▸ **WHAT YOU ARE ASKED TO DO**: Copy out every line of the data that has the word "last" somewhere in it.

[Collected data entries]
# # # # #
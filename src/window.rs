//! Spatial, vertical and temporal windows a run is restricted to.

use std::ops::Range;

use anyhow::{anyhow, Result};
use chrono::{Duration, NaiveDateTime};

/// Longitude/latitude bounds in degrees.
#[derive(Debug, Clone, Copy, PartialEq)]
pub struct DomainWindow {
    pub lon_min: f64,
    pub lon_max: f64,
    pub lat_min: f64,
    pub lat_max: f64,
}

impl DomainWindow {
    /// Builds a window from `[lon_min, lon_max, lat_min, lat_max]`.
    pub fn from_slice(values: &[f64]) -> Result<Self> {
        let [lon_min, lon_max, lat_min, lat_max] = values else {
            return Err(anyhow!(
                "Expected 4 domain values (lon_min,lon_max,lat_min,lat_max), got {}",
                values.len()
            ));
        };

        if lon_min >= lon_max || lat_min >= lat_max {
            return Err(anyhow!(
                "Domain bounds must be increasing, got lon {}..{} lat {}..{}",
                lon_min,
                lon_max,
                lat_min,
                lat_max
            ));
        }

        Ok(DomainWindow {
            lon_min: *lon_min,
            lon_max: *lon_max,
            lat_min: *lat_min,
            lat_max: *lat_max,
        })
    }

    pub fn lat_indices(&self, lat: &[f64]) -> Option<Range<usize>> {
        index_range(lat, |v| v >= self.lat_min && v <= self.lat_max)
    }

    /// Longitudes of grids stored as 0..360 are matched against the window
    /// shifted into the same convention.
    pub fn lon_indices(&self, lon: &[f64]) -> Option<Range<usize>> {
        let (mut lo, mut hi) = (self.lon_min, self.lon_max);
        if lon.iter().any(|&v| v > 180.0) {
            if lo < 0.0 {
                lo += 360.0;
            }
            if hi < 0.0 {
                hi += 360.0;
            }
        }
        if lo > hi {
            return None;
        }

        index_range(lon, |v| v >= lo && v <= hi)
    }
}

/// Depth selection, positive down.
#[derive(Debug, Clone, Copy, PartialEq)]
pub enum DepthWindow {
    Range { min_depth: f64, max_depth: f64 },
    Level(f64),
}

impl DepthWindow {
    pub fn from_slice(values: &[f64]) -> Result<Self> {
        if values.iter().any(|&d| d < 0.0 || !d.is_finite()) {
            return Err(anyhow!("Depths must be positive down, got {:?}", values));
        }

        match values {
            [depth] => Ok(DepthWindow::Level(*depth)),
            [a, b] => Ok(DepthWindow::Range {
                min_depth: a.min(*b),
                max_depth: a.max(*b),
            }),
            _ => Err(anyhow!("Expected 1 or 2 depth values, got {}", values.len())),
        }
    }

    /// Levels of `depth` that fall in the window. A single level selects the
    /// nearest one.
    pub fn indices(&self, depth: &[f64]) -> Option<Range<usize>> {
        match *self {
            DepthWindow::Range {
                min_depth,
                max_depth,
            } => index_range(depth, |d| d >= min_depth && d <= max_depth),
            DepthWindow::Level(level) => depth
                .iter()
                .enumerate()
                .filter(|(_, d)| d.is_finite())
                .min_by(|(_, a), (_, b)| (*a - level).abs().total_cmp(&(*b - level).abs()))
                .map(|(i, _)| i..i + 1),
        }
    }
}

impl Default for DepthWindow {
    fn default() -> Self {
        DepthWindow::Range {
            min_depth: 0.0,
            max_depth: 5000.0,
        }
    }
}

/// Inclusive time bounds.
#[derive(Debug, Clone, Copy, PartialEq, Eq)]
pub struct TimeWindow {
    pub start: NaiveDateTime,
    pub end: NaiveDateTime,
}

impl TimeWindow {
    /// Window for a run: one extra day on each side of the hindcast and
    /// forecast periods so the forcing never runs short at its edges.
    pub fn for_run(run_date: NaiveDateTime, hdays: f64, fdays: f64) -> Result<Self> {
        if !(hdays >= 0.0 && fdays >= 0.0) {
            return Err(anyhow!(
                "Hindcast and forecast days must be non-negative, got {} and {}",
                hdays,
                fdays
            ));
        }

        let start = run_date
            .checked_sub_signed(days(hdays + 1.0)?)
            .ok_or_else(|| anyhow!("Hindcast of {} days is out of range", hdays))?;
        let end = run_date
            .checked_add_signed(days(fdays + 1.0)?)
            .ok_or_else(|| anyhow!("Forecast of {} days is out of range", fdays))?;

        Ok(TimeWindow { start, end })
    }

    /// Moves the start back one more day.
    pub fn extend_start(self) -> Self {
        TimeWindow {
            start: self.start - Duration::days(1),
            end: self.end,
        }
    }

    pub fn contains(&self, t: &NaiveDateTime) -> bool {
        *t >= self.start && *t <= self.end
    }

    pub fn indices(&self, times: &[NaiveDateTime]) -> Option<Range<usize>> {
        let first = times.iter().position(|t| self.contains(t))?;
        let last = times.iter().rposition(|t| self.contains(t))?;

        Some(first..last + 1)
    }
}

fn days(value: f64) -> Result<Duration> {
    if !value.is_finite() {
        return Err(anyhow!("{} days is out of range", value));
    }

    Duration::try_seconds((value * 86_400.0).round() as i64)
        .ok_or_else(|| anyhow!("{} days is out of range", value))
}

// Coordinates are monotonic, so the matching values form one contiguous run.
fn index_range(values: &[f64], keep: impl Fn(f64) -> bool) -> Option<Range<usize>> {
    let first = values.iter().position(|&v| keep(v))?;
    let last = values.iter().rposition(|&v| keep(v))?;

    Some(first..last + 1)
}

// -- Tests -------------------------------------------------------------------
# # # # #
▸ **RESPONSE**:
        let last = times.iter().rposition(|t| self.contains(t))?;
        Some(first..last + 1)
    let last = values.iter().rposition(|&v| keep(v))?;
    Some(first..last + 1)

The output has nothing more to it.